(Collected data entries)
-------
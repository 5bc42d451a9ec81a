//! Point-in-time views of engine state for admin and monitoring callers.
//!
//! Snapshots read atomics and short-lived locks only; they never wait on a
//! request's processing lock.

use serde::{Deserialize, Serialize};
use sluice_common::models::RequestId;
use sluice_connectors::{CallState, ConnectorPollAdapter};

use crate::admission::AdmissionStats;
use crate::cache::CacheStats;
use crate::request::{ProcessingState, TransactionState};
use crate::scheduler::{SchedulerStats, ThreadState};

#[derive(Debug, Clone, PartialEq, Serialize, Deserialize)]
pub struct SourceSnapshot {
    pub source_request_id: u32,
    pub connector: String,
    pub table: String,
    pub state: CallState,
    pub transactional: bool,
    pub rows_processed: u64,
    pub done: bool,
    pub closed: bool,
}

impl From<&ConnectorPollAdapter> for SourceSnapshot {
    fn from(adapter: &ConnectorPollAdapter) -> Self {
        Self {
            source_request_id: adapter.source_request_id(),
            connector: adapter.connector().to_string(),
            table: adapter.table().to_string(),
            state: adapter.call_state(),
            transactional: adapter.is_transactional(),
            rows_processed: adapter.rows_processed(),
            done: adapter.is_done(),
            closed: adapter.is_closed(),
        }
    }
}

#[derive(Debug, Clone, PartialEq, Serialize, Deserialize)]
pub struct RequestSnapshot {
    pub request_id: RequestId,
    pub sql: String,
    pub processing_state: ProcessingState,
    pub thread_state: ThreadState,
    pub transaction_state: TransactionState,
    /// Holds an admission slot.
    pub active: bool,
    pub canceled: bool,
    pub close_requested: bool,
    pub done_producing: bool,
    pub rows_buffered: u64,
    pub highest_requested: u64,
    pub open_lob_streams: usize,
    pub elapsed_ms: u64,
    pub sources: Vec<SourceSnapshot>,
}

#[derive(Debug, Clone, PartialEq, Serialize, Deserialize)]
pub struct EngineSnapshot {
    pub requests: Vec<RequestSnapshot>,
    pub admission: AdmissionStats,
    pub scheduler: SchedulerStats,
    pub result_cache: CacheStats,
    pub plan_cache: CacheStats,
}

impl EngineSnapshot {
    pub fn to_json(&self) -> serde_json::Result<String> {
        serde_json::to_string_pretty(self)
    }
}
use serde::{Deserialize, Serialize};
use sha2::{Digest, Sha256};
use sluice_common::models::{Determinism, SessionInfo};
use sluice_common::types::Value;

/// Fingerprint of a statement in the context it ran in.
///
/// Fields cleared by [`CacheId::normalize`] are `None`, so derived equality
/// and hashing treat them as absent.
#[derive(Debug, Clone, PartialEq, Eq, Hash, Serialize, Deserialize)]
pub struct CacheId {
    pub sql: String,
    pub parse_options: String,
    pub vdb_name: String,
    pub vdb_version: u32,
    pub session_id: Option<String>,
    pub user_name: Option<String>,
    pub parameters: Option<Vec<String>>,
}

impl CacheId {
    pub fn new(sql: impl Into<String>, parse_options: impl Into<String>, session: &SessionInfo) -> Self {
        Self {
            sql: sql.into(),
            parse_options: parse_options.into(),
            vdb_name: session.vdb_name.clone(),
            vdb_version: session.vdb_version,
            session_id: Some(session.session_id.clone()),
            user_name: Some(session.user_name.clone()),
            parameters: None,
        }
    }

    /// Adds bind parameters as literal text. An empty list stays absent.
    pub fn with_parameters(mut self, parameters: &[Value]) -> Self {
        self.parameters = if parameters.is_empty() {
            None
        } else {
            Some(parameters.iter().map(Value::to_literal).collect())
        };
        self
    }

    /// Clears the identity fields `level` does not depend on.
    pub fn normalize(&self, level: Determinism) -> CacheId {
        let mut id = self.clone();
        if !level.keeps_session() {
            id.session_id = None;
        }
        if !level.keeps_user() {
            id.user_name = None;
        }
        id
    }

    pub fn without_session(&self) -> CacheId {
        CacheId {
            session_id: None,
            ..self.clone()
        }
    }

    pub fn without_session_and_user(&self) -> CacheId {
        CacheId {
            session_id: None,
            user_name: None,
            ..self.clone()
        }
    }

    /// Short stable digest for logs.
    pub fn fingerprint(&self) -> String {
        let mut hasher = Sha256::new();
        hasher.update(self.sql.as_bytes());
        hasher.update([0]);
        hasher.update(self.parse_options.as_bytes());
        hasher.update([0]);
        hasher.update(self.vdb_name.as_bytes());
        hasher.update(self.vdb_version.to_le_bytes());
        for field in [&self.session_id, &self.user_name] {
            match field {
                Some(value) => {
                    hasher.update([1]);
                    hasher.update(value.as_bytes());
                }
                None => hasher.update([0]),
            }
        }
        if let Some(parameters) = &self.parameters {
            for parameter in parameters {
                hasher.update(parameter.as_bytes());
                hasher.update([0]);
            }
        }
        let digest = format!("{:x}", hasher.finalize());
        digest[..16].to_string()
    }
}

#[cfg(test)]
mod tests {
    use super::*;
    use proptest::prelude::*;
    use std::collections::hash_map::DefaultHasher;
    use std::hash::{Hash, Hasher};

    fn hash_of(id: &CacheId) -> u64 {
        let mut hasher = DefaultHasher::new();
        id.hash(&mut hasher);
        hasher.finish()
    }

    fn level() -> impl Strategy<Value = Determinism> {
        prop_oneof![
            Just(Determinism::Nondeterministic),
            Just(Determinism::Session),
            Just(Determinism::User),
            Just(Determinism::Deterministic),
        ]
    }

    #[test]
    fn test_parameters_are_literals() {
        let session = SessionInfo::new("s1", "alice", "vdb", 1);
        let id = CacheId::new("SELECT ?", "", &session)
            .with_parameters(&[Value::Integer(7), Value::String("x".into())]);
        assert_eq!(id.parameters, Some(vec!["7".to_string(), "'x'".to_string()]));
        assert_eq!(
            CacheId::new("SELECT 1", "", &session).with_parameters(&[]).parameters,
            None
        );
    }

    #[test]
    fn test_user_level_keeps_user_only() {
        let session = SessionInfo::new("s1", "alice", "vdb", 1);
        let id = CacheId::new("SELECT 1", "", &session).normalize(Determinism::User);
        assert_eq!(id.session_id, None);
        assert_eq!(id.user_name.as_deref(), Some("alice"));
        assert_eq!(id.fingerprint().len(), 16);
    }

    proptest! {
        #[test]
        fn prop_normalize_is_idempotent(
            sql in "[a-z ]{1,20}",
            s1 in "[a-z]{1,6}",
            s2 in "[a-z]{1,6}",
            user in "[a-z]{1,6}",
            level in level(),
        ) {
            let a = CacheId::new(sql.clone(), "", &SessionInfo::new(s1, user.clone(), "vdb", 1));
            let once = a.normalize(level);
            prop_assert_eq!(once.normalize(level), once.clone());

            // Two ids differing only in a cleared field compare and hash equal
            let b = CacheId::new(sql, "", &SessionInfo::new(s2, user, "vdb", 1));
            if !level.keeps_session() {
                let other = b.normalize(level);
                prop_assert_eq!(&once, &other);
                prop_assert_eq!(hash_of(&once), hash_of(&other));
                prop_assert_eq!(once.fingerprint(), other.fingerprint());
            }
        }
    }
}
-------
* [Directions]: Go through the records above and return each line in which the word "models" occurs.

* [Solved exercise]:
use sluice_common::models::RequestId;
use sluice_common::models::{Determinism, SessionInfo};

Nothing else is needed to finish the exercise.